4話 消えない下火(修正版)
私立入試の為、投稿が大変遅れました。申し訳ありません。
(一章完結後に一部修正を行い、読みやすくしました)
2040年3月18日:デモ隊進行ルート跡
「何が起きている、敵はいないはずだろう!?」
独り言のように涼は叫んだ。
デモ隊より受けた魔導照射による被弾。陸上部隊が使えないいま、撤退を行うこともできず、民間人を巻き込んでの攻撃ができないため、敵魔導師に対して有効な攻撃を行うことができてない現状、小隊を組んでいた二人の部下が離脱し、涼自身も満身創痍だった。
「っ、そこかっ!?」
魔法が炸裂する。
殺傷能力をなくし、暴徒鎮圧の為に調整された魔法だ。
が、しかし、それでは魔導師を倒すには力が足らなかった。
「くそっ、アンナ!通信はいつ使えるようになる!?」
「わかりません!ですがこのままだと!」
二人が吠えたとき、
『…秋月小隊長、応答を!』
魔法によるECMが行われ、途絶えていた通信が回復した。
「ようやく電子戦が始まったか!現在の状況は!?」
『小隊長の部隊を含む4小隊が戦闘不能もしくは戦闘継続困難に陥り、継戦可能な部隊は残り4部隊です!』
「嘘だろ!?」
彼は驚愕した。仮にも世界最強レベルの魔導師を擁するAZRAの魔導師部隊がこうも容易く倒されるなど、考えてすらいなかったからだ。
しかし、依然として敵はまだいる。
戦いはまだ、続きそうだ。
同時刻:前線指揮所
「敵残存戦力、未だ多数と思われます!」
「デモ参加市民の避難、間もなく完了します!」
指揮所内は混乱していた。
当初考えられていなかった場所での戦闘。
少数と思われていた魔導師への増援。
偽装されていた協会の魔導師の位置。
全て、嵌められた。
「殺傷武器、魔法の使用を許可する!なんとしても敵を殲滅しろ!」
「ですが、一般人の避難がまだ…」
「この時点で残っている市民は、敵の協力者及び捕虜と断定する!」
部隊指揮官、大岡海聖は苛ついていた。
それもそのはずだ、自分の指揮するAZRA最高戦力と謳われていた部隊がわずか少数の魔導師に押されていたからだ。

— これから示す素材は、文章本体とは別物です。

//! Calendar-day utilities.
//!
//! Every date the engine works with is a [`NaiveDate`]: a calendar day with no
//! time-of-day and no offset. Arithmetic saturates at chrono's representable
//! range rather than panicking.

use std::cmp::Ordering;

use chrono::{DateTime, Days, NaiveDate, NaiveDateTime, TimeZone};

use crate::error::DateError;

/// Naive date-time layouts accepted in addition to RFC 3339.
const DATE_TIME_FORMATS: &[&str] = &[
    "%Y-%m-%dT%H:%M:%S%.f",
    "%Y-%m-%d %H:%M:%S%.f",
    "%Y-%m-%d/%H:%M:%S%.f",
    "%Y-%m-%dT%H:%M",
];

/// Date-only layouts.
const DATE_FORMATS: &[&str] = &["%Y-%m-%d", "%Y/%m/%d"];

/// Values that can be normalized to a calendar day.
pub trait DateLike {
    /// Convert to the calendar day this value falls on.
    fn to_date(&self) -> Result<NaiveDate, DateError>;
}

impl DateLike for NaiveDate {
    fn to_date(&self) -> Result<NaiveDate, DateError> {
        Ok(*self)
    }
}

impl DateLike for NaiveDateTime {
    fn to_date(&self) -> Result<NaiveDate, DateError> {
        Ok(self.date())
    }
}

/// Offset-aware values land on their UTC calendar day.
impl<Tz: TimeZone> DateLike for DateTime<Tz> {
    fn to_date(&self) -> Result<NaiveDate, DateError> {
        Ok(self.naive_utc().date())
    }
}

impl DateLike for str {
    fn to_date(&self) -> Result<NaiveDate, DateError> {
        parse_date(self)
    }
}

impl DateLike for String {
    fn to_date(&self) -> Result<NaiveDate, DateError> {
        parse_date(self)
    }
}

impl<T: DateLike + ?Sized> DateLike for &T {
    fn to_date(&self) -> Result<NaiveDate, DateError> {
        (**self).to_date()
    }
}

/// Normalize a date or date-time value to its calendar day.
///
/// Idempotent: normalizing an already-normalized date returns the same date.
pub fn normalize_date<D: DateLike + ?Sized>(value: &D) -> Result<NaiveDate, DateError> {
    value.to_date()
}

/// Chronological comparison of two dates.
pub fn compare_dates(a: NaiveDate, b: NaiveDate) -> Ordering {
    a.cmp(&b)
}

/// Shift a date by a whole number of days (negative moves backwards).
pub fn increment_date(date: NaiveDate, days: i64) -> NaiveDate {
    if days >= 0 {
        date.checked_add_days(Days::new(days.unsigned_abs()))
            .unwrap_or(NaiveDate::MAX)
    } else {
        date.checked_sub_days(Days::new(days.unsigned_abs()))
            .unwrap_or(NaiveDate::MIN)
    }
}

/// Shift a date by a possibly fractional number of days.
///
/// The fractional part is truncated toward zero. `NaN` leaves the date
/// unchanged and infinities saturate.
pub fn add_days(date: NaiveDate, days: f64) -> NaiveDate {
    // `as` saturates for out-of-range floats and maps NaN to 0
    increment_date(date, days.trunc() as i64)
}

/// Signed number of days from `from` to `to`.
pub fn days_between(from: NaiveDate, to: NaiveDate) -> i64 {
    (to - from).num_days()
}

fn parse_date(value: &str) -> Result<NaiveDate, DateError> {
    let trimmed = value.trim();

    if let Ok(dt) = DateTime::parse_from_rfc3339(trimmed) {
        return dt.to_date();
    }

    for format in DATE_FORMATS {
        if let Ok(date) = NaiveDate::parse_from_str(trimmed, format) {
            return Ok(date);
        }
    }

    for format in DATE_TIME_FORMATS {
        if let Ok(dt) = NaiveDateTime::parse_from_str(trimmed, format) {
            return Ok(dt.date());
        }
    }

    Err(DateError::Unparseable(value.to_string()))
}

#[cfg(test)]
mod tests {
    use super::*;
    use chrono::{FixedOffset, Utc};

    fn ymd(y: i32, m: u32, d: u32) -> NaiveDate {
        NaiveDate::from_ymd_opt(y, m, d).unwrap()
    }

    #[test]
    fn test_increment_date() {
        assert_eq!(increment_date(ymd(2023, 1, 1), 3), ymd(2023, 1, 4));
        assert_eq!(increment_date(ymd(2023, 1, 1), -1), ymd(2022, 12, 31));
        assert_eq!(increment_date(ymd(2024, 2, 28), 1), ymd(2024, 2, 29));
    }

    #[test]
    fn test_increment_date_saturates() {
        assert_eq!(increment_date(ymd(2023, 1, 1), i64::MAX), NaiveDate::MAX);
        assert_eq!(increment_date(ymd(2023, 1, 1), i64::MIN), NaiveDate::MIN);
    }

    #[test]
    fn test_add_days_truncates() {
        assert_eq!(add_days(ymd(2023, 1, 1), 2.9), ymd(2023, 1, 3));
        assert_eq!(add_days(ymd(2023, 1, 1), -1.5), ymd(2022, 12, 31));
        assert_eq!(add_days(ymd(2023, 1, 1), f64::NAN), ymd(2023, 1, 1));
        assert_eq!(add_days(ymd(2023, 1, 1), f64::INFINITY), NaiveDate::MAX);
    }

    #[test]
    fn test_normalize_slash_separated_date_time() {
        let from_str = normalize_date("2023-01-01/00:00:00").unwrap();
        let from_date_time = NaiveDateTime::parse_from_str("2023-01-01/00:00:00", "%Y-%m-%d/%H:%M:%S")
            .unwrap();

        assert_eq!(from_str, normalize_date(&from_date_time).unwrap());
        assert_eq!(from_str, ymd(2023, 1, 1));
    }

    #[test]
    fn test_normalize_strips_time_of_day() {
        assert_eq!(normalize_date("2023-03-05T17:45:12").unwrap(), ymd(2023, 3, 5));
        assert_eq!(normalize_date("2023-03-05 17:45:12.250").unwrap(), ymd(2023, 3, 5));
        assert_eq!(normalize_date(" 2023-03-05 ").unwrap(), ymd(2023, 3, 5));
        assert_eq!(normalize_date("2023/03/05").unwrap(), ymd(2023, 3, 5));
    }

    #[test]
    fn test_normalize_offset_uses_utc_day() {
        assert_eq!(normalize_date("2023-01-01T23:00:00-05:00").unwrap(), ymd(2023, 1, 2));
        assert_eq!(normalize_date("2023-01-01T10:00:00Z").unwrap(), ymd(2023, 1, 1));

        let offset = FixedOffset::east_opt(9 * 3600).unwrap();
        let dt = offset.with_ymd_and_hms(2023, 6, 1, 3, 0, 0).unwrap();
        assert_eq!(normalize_date(&dt).unwrap(), ymd(2023, 5, 31));

        let utc = Utc.with_ymd_and_hms(2023, 6, 1, 3, 0, 0).unwrap();
        assert_eq!(normalize_date(&utc).unwrap(), ymd(2023, 6, 1));
    }

    #[test]
    fn test_normalize_is_idempotent() {
        let once = normalize_date("2023-07-14T08:30:00").unwrap();
        assert_eq!(normalize_date(&once).unwrap(), once);
    }

    #[test]
    fn test_normalize_rejects_garbage() {
        assert_eq!(
            normalize_date("not a date"),
            Err(DateError::Unparseable("not a date".to_string()))
        );
        assert!(normalize_date("2023-02-30").is_err());
        assert!(normalize_date("").is_err());
    }

    #[test]
    fn test_compare_dates() {
        assert_eq!(compare_dates(ymd(2023, 1, 1), ymd(2023, 1, 2)), Ordering::Less);
        assert_eq!(compare_dates(ymd(2023, 1, 2), ymd(2023, 1, 1)), Ordering::Greater);
        assert_eq!(compare_dates(ymd(2023, 1, 1), ymd(2023, 1, 1)), Ordering::Equal);
    }

    #[test]
    fn test_days_between() {
        assert_eq!(days_between(ymd(2023, 1, 1), ymd(2023, 1, 15)), 14);
        assert_eq!(days_between(ymd(2023, 1, 15), ymd(2023, 1, 1)), -14);
    }
}
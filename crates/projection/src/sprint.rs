//! Sprint boundary alignment.
//!
//! Boundaries sit at `anchor + k * days_in_sprint` for every integer `k`,
//! including negative ones, so the anchor can be any boundary at all.

use chrono::NaiveDate;
use sprintcast_core::{days_between, increment_date, ProjectionError, Result};

/// Earliest sprint boundary on or after `date`.
///
/// `days_in_sprint` must be positive; see [`SprintCalendar::new`] for the
/// checked entry point.
pub fn align_to_boundary(anchor: NaiveDate, days_in_sprint: u32, date: NaiveDate) -> NaiveDate {
    let length = i64::from(days_in_sprint.max(1));
    let diff = days_between(anchor, date);
    let sprints = (diff + length - 1).div_euclid(length);

    increment_date(anchor, sprints * length)
}

/// Earliest sprint boundary strictly after `date`.
pub fn next_boundary_strictly_after(anchor: NaiveDate, days_in_sprint: u32, date: NaiveDate) -> NaiveDate {
    let aligned = align_to_boundary(anchor, days_in_sprint, date);

    if aligned == date {
        align_to_boundary(anchor, days_in_sprint, increment_date(date, 1))
    } else {
        aligned
    }
}

/// A validated boundary grid.
#[derive(Debug, Clone, Copy, PartialEq, Eq)]
pub struct SprintCalendar {
    anchor: NaiveDate,
    days_in_sprint: u32,
}

impl SprintCalendar {
    /// Create a calendar; `days_in_sprint` must be positive.
    pub fn new(anchor: NaiveDate, days_in_sprint: u32) -> Result<Self> {
        if days_in_sprint == 0 {
            return Err(ProjectionError::InvalidConfig(
                "days_in_sprint must be greater than zero".to_string(),
            ));
        }

        Ok(Self {
            anchor,
            days_in_sprint,
        })
    }

    /// The reference boundary.
    pub fn anchor(&self) -> NaiveDate {
        self.anchor
    }

    /// Sprint length in days.
    pub fn days_in_sprint(&self) -> u32 {
        self.days_in_sprint
    }

    /// Earliest boundary on or after `date`.
    pub fn align(&self, date: NaiveDate) -> NaiveDate {
        align_to_boundary(self.anchor, self.days_in_sprint, date)
    }

    /// Earliest boundary strictly after `date`.
    pub fn next_boundary_after(&self, date: NaiveDate) -> NaiveDate {
        next_boundary_strictly_after(self.anchor, self.days_in_sprint, date)
    }

    /// Whether `date` is a boundary.
    pub fn is_boundary(&self, date: NaiveDate) -> bool {
        self.align(date) == date
    }

    /// Start of the sprint containing `date` (the latest boundary on or before it).
    pub fn current_sprint_start(&self, date: NaiveDate) -> NaiveDate {
        self.next_boundary_after(increment_date(date, -i64::from(self.days_in_sprint)))
    }

    /// Every boundary in `[from, to]`, ascending.
    pub fn boundaries_between(&self, from: NaiveDate, to: NaiveDate) -> Vec<NaiveDate> {
        let mut boundaries = Vec::new();
        let mut current = self.align(from);

        while current <= to {
            boundaries.push(current);

            let next = increment_date(current, i64::from(self.days_in_sprint));
            if next == current {
                break;
            }
            current = next;
        }

        boundaries
    }
}

#[cfg(test)]
mod tests {
    use super::*;

    fn ymd(y: i32, m: u32, d: u32) -> NaiveDate {
        NaiveDate::from_ymd_opt(y, m, d).unwrap()
    }

    fn calendar() -> SprintCalendar {
        SprintCalendar::new(ymd(2023, 1, 1), 14).unwrap()
    }

    #[test]
    fn test_align_on_boundary_is_identity() {
        assert_eq!(calendar().align(ymd(2023, 1, 1)), ymd(2023, 1, 1));
        assert_eq!(calendar().align(ymd(2023, 1, 15)), ymd(2023, 1, 15));
        assert!(calendar().is_boundary(ymd(2023, 1, 29)));
    }

    #[test]
    fn test_align_rounds_up() {
        assert_eq!(calendar().align(ymd(2023, 1, 2)), ymd(2023, 1, 15));
        assert_eq!(calendar().align(ymd(2023, 1, 14)), ymd(2023, 1, 15));
        assert!(!calendar().is_boundary(ymd(2023, 1, 14)));
    }

    #[test]
    fn test_align_before_anchor() {
        assert_eq!(calendar().align(ymd(2022, 12, 31)), ymd(2023, 1, 1));
        assert_eq!(calendar().align(ymd(2022, 12, 18)), ymd(2022, 12, 18));
        assert_eq!(calendar().align(ymd(2022, 12, 17)), ymd(2022, 12, 18));
    }

    #[test]
    fn test_next_boundary_strictly_after() {
        assert_eq!(calendar().next_boundary_after(ymd(2023, 1, 1)), ymd(2023, 1, 15));
        assert_eq!(calendar().next_boundary_after(ymd(2023, 1, 14)), ymd(2023, 1, 15));
        assert_eq!(calendar().next_boundary_after(ymd(2023, 1, 15)), ymd(2023, 1, 29));
    }

    #[test]
    fn test_current_sprint_start() {
        assert_eq!(calendar().current_sprint_start(ymd(2023, 1, 1)), ymd(2023, 1, 1));
        assert_eq!(calendar().current_sprint_start(ymd(2023, 1, 10)), ymd(2023, 1, 1));
        assert_eq!(calendar().current_sprint_start(ymd(2023, 1, 14)), ymd(2023, 1, 1));
        assert_eq!(calendar().current_sprint_start(ymd(2023, 1, 15)), ymd(2023, 1, 15));
    }

    #[test]
    fn test_one_day_sprints() {
        let calendar = SprintCalendar::new(ymd(2023, 1, 1), 1).unwrap();
        assert!(calendar.is_boundary(ymd(2023, 5, 17)));
        assert_eq!(calendar.next_boundary_after(ymd(2023, 5, 17)), ymd(2023, 5, 18));
    }

    #[test]
    fn test_boundaries_between() {
        let boundaries = calendar().boundaries_between(ymd(2023, 1, 2), ymd(2023, 2, 12));
        assert_eq!(boundaries, vec![ymd(2023, 1, 15), ymd(2023, 1, 29), ymd(2023, 2, 12)]);

        assert!(calendar().boundaries_between(ymd(2023, 1, 2), ymd(2023, 1, 3)).is_empty());
    }

    #[test]
    fn test_zero_length_rejected() {
        assert!(matches!(
            SprintCalendar::new(ymd(2023, 1, 1), 0),
            Err(ProjectionError::InvalidConfig(_))
        ));
    }
}
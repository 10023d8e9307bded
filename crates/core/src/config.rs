//! Run configuration for the projection engine.

use chrono::NaiveDate;
use serde::{Deserialize, Serialize};

use crate::error::{ProjectionError, Result};
use crate::stats::StatsTriple;

/// Default sprint length in days.
pub const DEFAULT_DAYS_IN_SPRINT: u32 = 14;
/// Default story points assumed for an unestimated epic.
pub const DEFAULT_UNESTIMATED_EPIC_SIZE: f64 = 25.0;
/// Default story points assumed for an unestimated feature.
pub const DEFAULT_UNESTIMATED_FEATURE_SIZE: f64 = 8.0;
/// Default `[min, max]` multipliers applied to unestimated work.
pub const DEFAULT_UNESTIMATED_VELOCITY_FACTORS: (f64, f64) = (0.5, 2.0);

/// Immutable parameters for one projection run.
#[derive(Debug, Clone, PartialEq, Serialize, Deserialize)]
pub struct Configuration {
    /// Any date known to be a sprint boundary
    pub any_sprint_boundary: NaiveDate,

    /// Sprint length in days
    #[serde(default = "default_days_in_sprint")]
    pub days_in_sprint: u32,

    /// Size substituted for each unestimated epic
    #[serde(default = "default_unestimated_epic_size")]
    pub unestimated_epic_size: f64,

    /// Size substituted for each unestimated feature
    #[serde(default = "default_unestimated_feature_size")]
    pub unestimated_feature_size: f64,

    /// Trailing sprint window for velocity stats (None = every sprint)
    #[serde(default)]
    pub use_previous_n_sprints_for_average_velocity: Option<usize>,

    /// `[min, max]` multipliers widening the unestimated-work projection
    #[serde(default = "default_unestimated_velocity_factors")]
    pub unestimated_velocity_factors: (f64, f64),

    /// Externally supplied velocity replacing the computed one
    #[serde(default)]
    pub velocity_overrides: Option<StatsTriple<f64>>,

    /// Apply `velocity_overrides` to every day rather than only the last
    #[serde(default)]
    pub use_velocity_overrides_for_all_dates: bool,
}

fn default_days_in_sprint() -> u32 {
    DEFAULT_DAYS_IN_SPRINT
}

fn default_unestimated_epic_size() -> f64 {
    DEFAULT_UNESTIMATED_EPIC_SIZE
}

fn default_unestimated_feature_size() -> f64 {
    DEFAULT_UNESTIMATED_FEATURE_SIZE
}

fn default_unestimated_velocity_factors() -> (f64, f64) {
    DEFAULT_UNESTIMATED_VELOCITY_FACTORS
}

impl Configuration {
    /// Create a configuration with defaults for everything but the anchor.
    pub fn new(any_sprint_boundary: NaiveDate) -> Self {
        Self {
            any_sprint_boundary,
            days_in_sprint: default_days_in_sprint(),
            unestimated_epic_size: default_unestimated_epic_size(),
            unestimated_feature_size: default_unestimated_feature_size(),
            use_previous_n_sprints_for_average_velocity: None,
            unestimated_velocity_factors: default_unestimated_velocity_factors(),
            velocity_overrides: None,
            use_velocity_overrides_for_all_dates: false,
        }
    }

    /// Set the sprint length.
    pub fn with_days_in_sprint(mut self, days: u32) -> Self {
        self.days_in_sprint = days;
        self
    }

    /// Set the fallback sizes for unestimated epics and features.
    pub fn with_unestimated_sizes(mut self, epic: f64, feature: f64) -> Self {
        self.unestimated_epic_size = epic;
        self.unestimated_feature_size = feature;
        self
    }

    /// Limit velocity stats to the trailing `n` sprints.
    pub fn with_velocity_window(mut self, n: usize) -> Self {
        self.use_previous_n_sprints_for_average_velocity = Some(n);
        self
    }

    /// Set the `[min, max]` unestimated-work multipliers.
    pub fn with_unestimated_velocity_factors(mut self, min: f64, max: f64) -> Self {
        self.unestimated_velocity_factors = (min, max);
        self
    }

    /// Replace computed velocity with `overrides`, on every day or only the last.
    pub fn with_velocity_overrides(mut self, overrides: StatsTriple<f64>, all_dates: bool) -> Self {
        self.velocity_overrides = Some(overrides);
        self.use_velocity_overrides_for_all_dates = all_dates;
        self
    }

    /// Check the configuration for values the engine cannot work with.
    pub fn validate(&self) -> Result<()> {
        if self.days_in_sprint == 0 {
            return Err(ProjectionError::InvalidConfig(
                "days_in_sprint must be greater than zero".to_string(),
            ));
        }

        if self.use_previous_n_sprints_for_average_velocity == Some(0) {
            return Err(ProjectionError::InvalidConfig(
                "use_previous_n_sprints_for_average_velocity must be greater than zero".to_string(),
            ));
        }

        for (name, size) in [
            ("unestimated_epic_size", self.unestimated_epic_size),
            ("unestimated_feature_size", self.unestimated_feature_size),
        ] {
            if !size.is_finite() || size < 0.0 {
                return Err(ProjectionError::InvalidConfig(format!(
                    "{} must be a non-negative number, got {}",
                    name, size
                )));
            }
        }

        let (min, max) = self.unestimated_velocity_factors;
        if !min.is_finite() || !max.is_finite() || min < 0.0 || min > max {
            return Err(ProjectionError::InvalidConfig(format!(
                "unestimated_velocity_factors must satisfy 0 <= min <= max, got [{}, {}]",
                min, max
            )));
        }

        if let Some(overrides) = &self.velocity_overrides {
            if !overrides.min.is_finite() || !overrides.average.is_finite() || !overrides.max.is_finite() {
                return Err(ProjectionError::InvalidConfig(
                    "velocity_overrides must be finite".to_string(),
                ));
            }
        }

        Ok(())
    }
}
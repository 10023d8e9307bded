//! Min / average / max triples.

use serde::{Deserialize, Serialize};

/// An immutable (min, average, max) triple.
///
/// When all three values are derived from the same data, `min <= average <= max`.
/// Independently supplied triples (velocity overrides) are taken as given.
#[derive(Debug, Clone, Copy, PartialEq, Eq, Hash, Serialize, Deserialize)]
pub struct StatsTriple<T> {
    /// Lowest value
    pub min: T,
    /// Central value
    pub average: T,
    /// Highest value
    pub max: T,
}

impl<T> StatsTriple<T> {
    /// Create a triple.
    pub fn new(min: T, average: T, max: T) -> Self {
        Self { min, average, max }
    }

    /// Apply `f` to each component.
    pub fn map<U>(self, mut f: impl FnMut(T) -> U) -> StatsTriple<U> {
        StatsTriple {
            min: f(self.min),
            average: f(self.average),
            max: f(self.max),
        }
    }
}

impl<T: PartialOrd> StatsTriple<T> {
    /// Whether `min <= average <= max` holds.
    pub fn is_ordered(&self) -> bool {
        self.min <= self.average && self.average <= self.max
    }
}

impl StatsTriple<f64> {
    /// All three components are zero: no velocity signal.
    pub fn is_zero(&self) -> bool {
        self.min == 0.0 && self.average == 0.0 && self.max == 0.0
    }
}
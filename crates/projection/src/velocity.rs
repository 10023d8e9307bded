//! Rolling sprint velocity.

use sprintcast_core::StatsTriple;
use tracing::debug;

/// Per-sprint completed-size deltas and the stats derived from them.
///
/// One entry is appended per sprint boundary. `None` entries mark sprints
/// with no completed-size data. Zero and `None` entries never contribute to
/// the stats.
#[derive(Debug, Clone, Default)]
pub struct VelocityCalculator {
    window: Option<usize>,
    previous_completed_size: Option<f64>,
    history: Vec<Option<f64>>,
    stats: Option<StatsTriple<f64>>,
}

impl VelocityCalculator {
    /// Create a calculator averaging over the trailing `window` sprints
    /// (every sprint when `None`).
    pub fn new(window: Option<usize>) -> Self {
        Self {
            window,
            ..Default::default()
        }
    }

    /// Record a sprint boundary with the cumulative completed size on that day.
    pub fn update(&mut self, completed_size: Option<f64>) {
        match completed_size {
            Some(completed) => {
                let delta = completed - self.previous_completed_size.unwrap_or(0.0);
                self.history.push(Some(delta));
                self.previous_completed_size = Some(completed);
            }
            None => self.history.push(None),
        }

        let stats = self.compute_stats();
        debug!(
            sprints = self.history.len(),
            min = stats.min,
            average = stats.average,
            max = stats.max,
            "Velocity updated"
        );
        self.stats = Some(stats);
    }

    /// Stats over the trailing window, `None` before the first boundary.
    pub fn stats(&self) -> Option<StatsTriple<f64>> {
        self.stats
    }

    /// The most recent per-sprint delta.
    pub fn latest(&self) -> Option<f64> {
        self.history.last().copied().flatten()
    }

    /// Every per-sprint delta recorded so far.
    pub fn history(&self) -> &[Option<f64>] {
        &self.history
    }

    fn compute_stats(&self) -> StatsTriple<f64> {
        let start = match self.window {
            Some(n) if self.history.len() > n => self.history.len() - n,
            _ => 0,
        };

        let mut min: Option<f64> = None;
        let mut max: Option<f64> = None;
        let mut total = 0.0;
        let mut count = 0usize;

        for velocity in self.history[start..].iter().flatten().copied() {
            if velocity == 0.0 {
                continue;
            }

            total += velocity;
            count += 1;
            min = Some(min.map_or(velocity, |m| m.min(velocity)));
            max = Some(max.map_or(velocity, |m| m.max(velocity)));
        }

        let average = if count > 0 { total / count as f64 } else { 0.0 };

        StatsTriple::new(min.unwrap_or(0.0), average, max.unwrap_or(0.0))
    }
}
//! Timeline Projection (Layer 2)
//!
//! Turns a daily event log into per-day statistics and completion forecasts:
//! sprint boundary alignment, same-day aggregation, rolling velocity, and
//! best/average/worst completion dates.

#![warn(missing_docs)]

pub mod aggregate;
pub mod builder;
pub mod projector;
pub mod sprint;
pub mod velocity;

pub use aggregate::DayAggregate;
pub use builder::{create_timeline, TimelineBuilder};
pub use projector::{far_future_date, DateProjector};
pub use sprint::{align_to_boundary, next_boundary_strictly_after, SprintCalendar};
pub use velocity::VelocityCalculator;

結局、この戦いは、勃発から5時間後、完全に鎮圧された。
同年3月19日:日本国内でのワイドショー番組
『昨日の戦い、やっぱまずいですよほんとに。』
『確かにねぇ、敗戦したからって、安保条約まで破棄してアメリカさんと関係切らんくても良かったんとちゃいます?』
『AZRAは政府から要請受けてたみたいやけど、政府が頼ったところがあれじゃぁねー。』
『だから、やはり魔法協会を…』
関西人ではないので関西弁が正しいかはわかりません。